*** Data for review ***

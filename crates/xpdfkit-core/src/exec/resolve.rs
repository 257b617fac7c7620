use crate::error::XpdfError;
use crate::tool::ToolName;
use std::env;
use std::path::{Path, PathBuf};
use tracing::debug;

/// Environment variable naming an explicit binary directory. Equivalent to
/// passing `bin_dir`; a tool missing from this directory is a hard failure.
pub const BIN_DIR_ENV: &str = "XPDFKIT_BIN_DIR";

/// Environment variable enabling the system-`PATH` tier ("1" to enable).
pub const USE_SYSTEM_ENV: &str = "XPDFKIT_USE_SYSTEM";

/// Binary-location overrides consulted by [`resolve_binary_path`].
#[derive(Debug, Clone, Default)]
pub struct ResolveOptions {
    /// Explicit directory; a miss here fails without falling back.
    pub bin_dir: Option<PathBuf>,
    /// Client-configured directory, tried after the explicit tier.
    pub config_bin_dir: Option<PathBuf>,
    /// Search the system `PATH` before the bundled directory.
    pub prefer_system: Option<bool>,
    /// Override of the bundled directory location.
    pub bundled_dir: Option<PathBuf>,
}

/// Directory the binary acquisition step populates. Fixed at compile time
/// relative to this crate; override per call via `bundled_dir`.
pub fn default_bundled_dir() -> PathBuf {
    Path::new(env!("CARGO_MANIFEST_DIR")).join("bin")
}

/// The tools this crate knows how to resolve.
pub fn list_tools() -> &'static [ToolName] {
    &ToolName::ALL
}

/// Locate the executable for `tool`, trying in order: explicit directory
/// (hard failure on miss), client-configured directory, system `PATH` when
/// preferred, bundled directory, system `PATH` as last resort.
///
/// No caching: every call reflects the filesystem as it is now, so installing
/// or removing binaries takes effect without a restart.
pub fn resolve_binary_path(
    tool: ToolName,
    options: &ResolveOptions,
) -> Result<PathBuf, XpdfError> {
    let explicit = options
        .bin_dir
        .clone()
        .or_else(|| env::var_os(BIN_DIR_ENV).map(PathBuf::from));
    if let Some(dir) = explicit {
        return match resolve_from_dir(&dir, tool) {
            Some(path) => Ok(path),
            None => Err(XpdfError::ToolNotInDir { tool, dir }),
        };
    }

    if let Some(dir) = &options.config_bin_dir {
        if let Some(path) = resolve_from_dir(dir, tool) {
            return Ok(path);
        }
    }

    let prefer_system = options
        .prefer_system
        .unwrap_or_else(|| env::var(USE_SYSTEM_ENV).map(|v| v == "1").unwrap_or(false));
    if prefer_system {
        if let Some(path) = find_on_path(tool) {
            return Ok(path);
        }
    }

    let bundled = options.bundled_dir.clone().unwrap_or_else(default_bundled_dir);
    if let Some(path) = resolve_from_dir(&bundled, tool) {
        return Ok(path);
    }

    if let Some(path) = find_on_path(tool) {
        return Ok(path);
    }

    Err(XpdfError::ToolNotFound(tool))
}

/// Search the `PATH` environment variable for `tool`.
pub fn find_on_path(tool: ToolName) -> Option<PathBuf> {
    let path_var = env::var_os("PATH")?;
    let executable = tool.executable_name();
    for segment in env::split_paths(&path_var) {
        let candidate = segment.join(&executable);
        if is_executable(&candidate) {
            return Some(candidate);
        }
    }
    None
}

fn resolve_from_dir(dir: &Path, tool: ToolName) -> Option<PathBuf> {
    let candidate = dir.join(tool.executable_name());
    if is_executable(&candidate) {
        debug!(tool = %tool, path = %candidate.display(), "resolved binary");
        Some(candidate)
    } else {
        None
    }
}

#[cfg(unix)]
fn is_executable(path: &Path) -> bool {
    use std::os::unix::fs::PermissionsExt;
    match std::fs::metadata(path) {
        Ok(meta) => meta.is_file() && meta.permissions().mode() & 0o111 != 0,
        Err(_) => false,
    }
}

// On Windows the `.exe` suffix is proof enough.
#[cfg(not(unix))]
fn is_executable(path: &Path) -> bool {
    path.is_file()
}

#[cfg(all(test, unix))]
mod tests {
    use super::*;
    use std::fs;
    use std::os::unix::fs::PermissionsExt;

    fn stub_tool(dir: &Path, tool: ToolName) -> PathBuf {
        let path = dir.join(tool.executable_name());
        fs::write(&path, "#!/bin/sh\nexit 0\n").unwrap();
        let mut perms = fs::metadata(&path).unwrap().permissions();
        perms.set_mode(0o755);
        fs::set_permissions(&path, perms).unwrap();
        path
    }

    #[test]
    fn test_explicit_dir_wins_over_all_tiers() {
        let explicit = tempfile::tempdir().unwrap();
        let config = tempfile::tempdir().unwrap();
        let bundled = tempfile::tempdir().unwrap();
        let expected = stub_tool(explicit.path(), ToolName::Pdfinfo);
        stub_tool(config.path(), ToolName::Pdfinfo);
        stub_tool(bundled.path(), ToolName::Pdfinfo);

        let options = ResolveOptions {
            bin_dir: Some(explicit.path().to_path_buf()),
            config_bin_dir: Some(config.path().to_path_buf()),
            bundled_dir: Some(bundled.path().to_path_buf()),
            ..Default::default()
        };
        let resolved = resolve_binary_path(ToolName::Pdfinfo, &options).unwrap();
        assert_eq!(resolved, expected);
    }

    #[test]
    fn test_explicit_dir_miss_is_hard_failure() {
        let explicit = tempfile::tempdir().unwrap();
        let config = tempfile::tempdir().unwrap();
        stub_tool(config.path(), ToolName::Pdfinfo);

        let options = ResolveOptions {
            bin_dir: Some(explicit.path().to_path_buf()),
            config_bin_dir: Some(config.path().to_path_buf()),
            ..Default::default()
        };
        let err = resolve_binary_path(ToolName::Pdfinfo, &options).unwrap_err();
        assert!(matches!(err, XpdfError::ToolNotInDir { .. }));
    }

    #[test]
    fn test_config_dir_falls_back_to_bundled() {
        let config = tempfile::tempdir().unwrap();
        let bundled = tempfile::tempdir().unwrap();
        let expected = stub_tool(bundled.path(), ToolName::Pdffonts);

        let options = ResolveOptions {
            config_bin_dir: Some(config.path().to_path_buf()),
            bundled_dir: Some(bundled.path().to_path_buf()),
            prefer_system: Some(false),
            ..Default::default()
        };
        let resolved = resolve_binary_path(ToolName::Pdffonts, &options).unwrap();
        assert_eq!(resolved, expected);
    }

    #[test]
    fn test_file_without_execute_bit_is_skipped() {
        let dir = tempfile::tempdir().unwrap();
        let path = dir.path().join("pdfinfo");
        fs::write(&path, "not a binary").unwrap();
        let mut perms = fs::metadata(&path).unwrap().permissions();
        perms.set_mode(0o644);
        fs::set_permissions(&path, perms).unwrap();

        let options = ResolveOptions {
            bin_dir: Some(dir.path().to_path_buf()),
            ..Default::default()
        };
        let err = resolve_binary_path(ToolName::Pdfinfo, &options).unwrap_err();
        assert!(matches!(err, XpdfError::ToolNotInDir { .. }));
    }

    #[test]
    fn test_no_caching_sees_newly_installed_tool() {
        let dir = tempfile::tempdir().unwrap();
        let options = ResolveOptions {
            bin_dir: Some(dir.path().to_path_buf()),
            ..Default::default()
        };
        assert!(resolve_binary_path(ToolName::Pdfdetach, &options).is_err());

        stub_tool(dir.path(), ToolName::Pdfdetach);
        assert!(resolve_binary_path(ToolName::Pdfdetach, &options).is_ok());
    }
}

*** End of Data for review ***

(Task instructions): From the records above, retype only the lines starting at the line that contains "fn resolve_from_dir(dir: &Path, tool: ToolName)" and ending at the line that contains "debug!(tool = %tool, path", both included.

(Response):
fn resolve_from_dir(dir: &Path, tool: ToolName) -> Option<PathBuf> {
    let candidate = dir.join(tool.executable_name());
    if is_executable(&candidate) {
        debug!(tool = %tool, path = %candidate.display(), "resolved binary");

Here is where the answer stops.